- _WHAT IS BEING ASKED_: Across all entries below, how many lines include "failed"? Only the number, please.

[Opening EXTRACTED MATERIAL section]

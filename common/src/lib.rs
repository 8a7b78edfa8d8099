pub mod config;
pub mod event;
pub mod hardware;
pub mod names;
pub mod publish;
pub mod rpc;
#[cfg(feature = "host")]
pub mod runtime;
pub mod sensors;
pub mod sonoff;

pub use config::{
    BoardConfig, DeviceConfig, DhtConfig, DhtModel, LightConfig, MotionConfig, NetworkConfig,
    SonoffConfig,
};
pub use event::{build_event, DeviceType, Event, FieldValue};
pub use hardware::{AnalogInput, DhtDriver, DhtError, DhtSample, Gpio};
pub use names::*;
pub use publish::{route, Channels, Delivery};
pub use rpc::{MethodTable, RpcError};
pub use sensors::{Edge, SensorNode, SensorTrigger};
pub use sonoff::{Action, ButtonDebouncer, RelayBoard, SonoffCommand, SonoffTrigger, Target};
//! Host runtime plumbing shared by the board binaries: config loading, the
//! MQTT poll loop, publishing and RPC responses.

use std::time::Duration;

use anyhow::Context;
use axum::{
    http::{header, StatusCode},
    response::{IntoResponse, Response},
};
use rumqttc::{AsyncClient, Event as MqttEvent, EventLoop, Incoming, MqttOptions, QoS};
use tracing::{info, warn};

use crate::{config::BoardConfig, event::Event, rpc::RpcError};

pub const DEFAULT_CONFIG_PATH: &str = "./board.json";

/// Loads `BOARD_CONFIG` (default `./board.json`) and applies network env
/// overrides.
pub fn load_config() -> anyhow::Result<BoardConfig> {
    let path = std::env::var("BOARD_CONFIG").unwrap_or_else(|_| DEFAULT_CONFIG_PATH.to_string());
    let mut config = BoardConfig::load(&path)
        .with_context(|| format!("failed to load board config from {path}"))?;
    config
        .network
        .apply_overrides(|key| std::env::var(key).ok());
    info!("loaded board config for {}", config.device.id);
    Ok(config)
}

/// Builds the MQTT client for this board and spawns its poll loop.
pub fn connect_mqtt(board: &'static str, config: &BoardConfig) -> AsyncClient {
    let network = &config.network;
    let mut mqtt_options = MqttOptions::new(
        config.device.id.clone(),
        network.mqtt_host.clone(),
        network.mqtt_port,
    );
    if !network.mqtt_user.is_empty() {
        mqtt_options.set_credentials(network.mqtt_user.clone(), network.mqtt_pass.clone());
    }

    let (mqtt, eventloop) = AsyncClient::new(mqtt_options, 64);
    spawn_mqtt_loop(board, eventloop);
    mqtt
}

fn spawn_mqtt_loop(board: &'static str, mut eventloop: EventLoop) {
    tokio::spawn(async move {
        loop {
            match eventloop.poll().await {
                Ok(MqttEvent::Incoming(Incoming::ConnAck(_))) => info!("{board} mqtt connected"),
                Ok(_) => {}
                Err(err) => {
                    warn!("{board} mqtt poll error: {err}");
                    tokio::time::sleep(Duration::from_secs(2)).await;
                }
            }
        }
    });
}

/// QoS 0, not retained. Failures are logged and dropped.
pub fn publish_event(mqtt: &AsyncClient, topic: &str, event: &Event) {
    let payload = match event.to_json() {
        Ok(payload) => payload,
        Err(err) => {
            warn!("failed to encode event for {topic}: {err}");
            return;
        }
    };

    info!("[{topic}] {payload}");
    if let Err(err) = mqtt.try_publish(topic, QoS::AtMostOnce, false, payload) {
        warn!("failed to publish to {topic}: {err}");
    }
}

/// Turns a dispatch result into the HTTP answer for `method`.
pub fn rpc_response(method: &str, reply: Option<Result<Event, RpcError>>) -> Response {
    match reply {
        Some(Ok(event)) => match event.to_vec() {
            Ok(body) => json_response(StatusCode::OK, body),
            Err(err) => rpc_error_response(&RpcError::internal(err.to_string())),
        },
        Some(Err(err)) => {
            warn!("{method} failed: {}", err.message);
            rpc_error_response(&err)
        }
        None => rpc_error_response(&RpcError::internal(format!("{method} produced no reply"))),
    }
}

pub fn rpc_error_response(err: &RpcError) -> Response {
    let status = StatusCode::from_u16(err.code).unwrap_or(StatusCode::INTERNAL_SERVER_ERROR);
    match err.body() {
        Ok(body) => json_response(status, body),
        Err(_) => status.into_response(),
    }
}

fn json_response(status: StatusCode, body: Vec<u8>) -> Response {
    (status, [(header::CONTENT_TYPE, "application/json")], body).into_response()
}

pub async fn shutdown_signal(board: &'static str) {
    if let Err(err) = tokio::signal::ctrl_c().await {
        warn!("failed to listen for shutdown signal: {err}");
        std::future::pending::<()>().await;
    }
    info!("shutting down {board} board");
}

#[cfg(test)]
mod tests {
    use super::*;
    use crate::event::{build_event, DeviceType, FieldValue};

    #[test]
    fn rpc_errors_keep_their_status() {
        let response = rpc_error_response(&RpcError::not_found("Nope.Read"));
        assert_eq!(response.status(), StatusCode::NOT_FOUND);

        let response = rpc_error_response(&RpcError::internal("boom"));
        assert_eq!(response.status(), StatusCode::INTERNAL_SERVER_ERROR);
    }

    #[test]
    fn replies_map_to_status_codes() {
        let event = build_event(
            "plug1",
            DeviceType::Sonoff,
            None,
            vec![("relay_on", FieldValue::Flag(true))],
        );
        assert_eq!(
            rpc_response("Sonoff.Relay.On", Some(Ok(event))).status(),
            StatusCode::OK
        );
        assert_eq!(
            rpc_response("Sonoff.Relay.On", None).status(),
            StatusCode::INTERNAL_SERVER_ERROR
        );
    }
}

[Closing EXTRACTED MATERIAL section]

- _SOLUTION BELOW_: 5